A bull in a china shop. A maladroit hand interfering with a delicate business; one who produces reckless destruction.
A brazen bull. An instrument of torture. (See PHALARIS.)
He may bear a bull that hath borne a calf (Erasmus: Proverbs)He that accustometh hym-selfe to lytle thynges, by lytle and lytle shalbe able to go a waye with greater thynges (Taverner).
To take the bull by the horns. To attack or encounter a threatened danger fearlessly; to go forth boldly to meet a difficulty. The figure is taken from bull-fights, in which a strong and skilful matadore will grasp the horns of a bull about to toss him and hold it prisoner.
John Bull. An Englishman. Applied to a native of England in Arbuthnots ludicrous History of Europe.
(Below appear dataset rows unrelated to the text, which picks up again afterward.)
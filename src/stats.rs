use std::collections::HashMap;

/// Per-cookie hit counts that remember the order cookies were first seen.
#[derive(Debug, Default, Clone)]
pub struct FrequencyTable {
    order: Vec<(String, u64)>,
    index: HashMap<String, usize>,
}

impl FrequencyTable {
    pub fn new() -> Self {
        Self::default()
    }

    pub fn record(&mut self, cookie: &str) {
        match self.index.get(cookie) {
            Some(&slot) => self.order[slot].1 += 1,
            None => {
                self.index.insert(cookie.to_string(), self.order.len());
                self.order.push((cookie.to_string(), 1));
            }
        }
    }

    pub fn count(&self, cookie: &str) -> u64 {
        self.index
            .get(cookie)
            .map(|&slot| self.order[slot].1)
            .unwrap_or(0)
    }

    pub fn len(&self) -> usize {
        self.order.len()
    }

    pub fn is_empty(&self) -> bool {
        self.order.is_empty()
    }

    pub fn max_count(&self) -> Option<u64> {
        self.order.iter().map(|(_, count)| *count).max()
    }

    /// Cookies and counts in first-seen order.
    pub fn iter(&self) -> impl Iterator<Item = (&str, u64)> {
        self.order
            .iter()
            .map(|(cookie, count)| (cookie.as_str(), *count))
    }

    /// Every cookie sharing the highest count, in first-seen order.
    pub fn leaders(&self) -> Vec<String> {
        let Some(max_count) = self.max_count() else {
            return Vec::new();
        };
        self.iter()
            .filter(|(_, count)| *count == max_count)
            .map(|(cookie, _)| cookie.to_string())
            .collect()
    }
}
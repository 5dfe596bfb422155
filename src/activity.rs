use tracing::{debug, info};

use crate::loader::LogEntry;
use crate::stats::FrequencyTable;

/// Counts cookies whose timestamp contains `target_date`.
///
/// This is plain substring containment, not a calendar comparison, so
/// `2018-12-09` matches wherever it appears in the timestamp.
pub fn count_cookies(entries: &[LogEntry], target_date: &str) -> FrequencyTable {
    info!(action = "start", component = "activity_counter", target_date, "Filtering and counting cookies");

    let mut table = FrequencyTable::new();
    for entry in entries
        .iter()
        .filter(|entry| entry.timestamp.contains(target_date))
    {
        table.record(&entry.cookie);
    }

    let counts: Vec<_> = table.iter().collect();
    debug!(
        action = "counted",
        component = "activity_counter",
        counts = ?counts,
        "Counted cookies"
    );
    table
}

/// Returns the cookies seen most often on `target_date`, ties in first-seen
/// order. An empty result means nothing matched the date.
pub fn find_most_active(entries: &[LogEntry], target_date: &str) -> Vec<String> {
    let table = count_cookies(entries, target_date);
    if table.is_empty() {
        info!(action = "complete", component = "activity_counter", target_date, "No cookies found for the given date");
        return Vec::new();
    }

    let most_active = table.leaders();
    info!(
        action = "complete",
        component = "activity_counter",
        max_count = table.max_count().unwrap_or_default(),
        most_active = ?most_active,
        "Most active cookies"
    );
    most_active
}
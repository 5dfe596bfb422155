use anyhow::Result;
use clap::Parser;
use std::io;
use tracing::{error, info};

use most_active_cookie::utils::setup_logging;
use most_active_cookie::{analyze_cookie_log, print_most_active, Args, RunConfig};

fn main() -> Result<()> {
    let args = Args::parse();
    let config = RunConfig::from(&args);
    setup_logging(&config.logging)?;

    info!(action = "parse", component = "cli", arguments = ?args, "Provided cli arguments");

    match analyze_cookie_log(&config) {
        Ok(cookies) => {
            print_most_active(&mut io::stdout().lock(), &cookies)?;
            Ok(())
        }
        Err(e) => {
            let format_error = e.is_format();
            let e = anyhow::Error::from(e);
            error!(format_error, "Error: {:#}", e);
            // with logging off the error! above goes nowhere
            if !config.logging.level.is_enabled() {
                eprintln!("Error: {:#}", e);
            }
            std::process::exit(1);
        }
    }
}
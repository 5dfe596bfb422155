use std::fs::OpenOptions;
use std::io::{self, IsTerminal};
use std::sync::Mutex;

use anyhow::{Context, Result};
use time::macros::format_description;
use tracing_subscriber::filter::LevelFilter;
use tracing_subscriber::fmt::time::LocalTime;
use tracing_subscriber::prelude::*;
use tracing_subscriber::{fmt, EnvFilter};

use crate::config::LogConfig;

/// Installs the console logger, plus a file logger when `config.file` is set.
///
/// Only the configured level decides what is logged; `RUST_LOG` is ignored.
/// At `NOTSET` nothing is installed and every event is dropped.
pub fn setup_logging(config: &LogConfig) -> Result<()> {
    let level = config.level.level_filter();
    if level == LevelFilter::OFF {
        return Ok(());
    }
    let filter = EnvFilter::default().add_directive(level.into());

    let timer = LocalTime::new(format_description!(
        "[year]-[month]-[day] [hour]:[minute]:[second],[subsecond digits:3]"
    ));

    let console_layer = fmt::layer()
        .with_writer(io::stderr)
        .with_ansi(io::stderr().is_terminal())
        .with_timer(timer.clone())
        .with_target(false);

    let file_layer = match &config.file {
        Some(path) => {
            let file = OpenOptions::new()
                .create(true)
                .append(true)
                .open(path)
                .with_context(|| format!("Failed to open log file {:?}", path))?;
            Some(
                fmt::layer()
                    .with_writer(Mutex::new(file))
                    .with_ansi(false)
                    .with_timer(timer)
                    .with_target(false),
            )
        }
        None => None,
    };

    tracing_subscriber::registry()
        .with(filter)
        .with(console_layer)
        .with(file_layer)
        .try_init()
        .context("Failed to install logger")?;

    Ok(())
}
This history is sometimes erroneously ascribed to Dean Swift. In this satire the French are called Lewis Baboon, and the Dutch Nicholas Frog.
One would think, in personifying itself, a nation would picture something grand, heroic, and imposing, but it is characteristic of the peculiar humour of the English, and of their love for what is blunt, comic, and familiar, that they have embodied their national oddities in the figure of a sturdy, corpulent old fellow with red waistcoat, leather breeches, and a stout oaken cudgel [whom they call] John Bull.Washington Irving.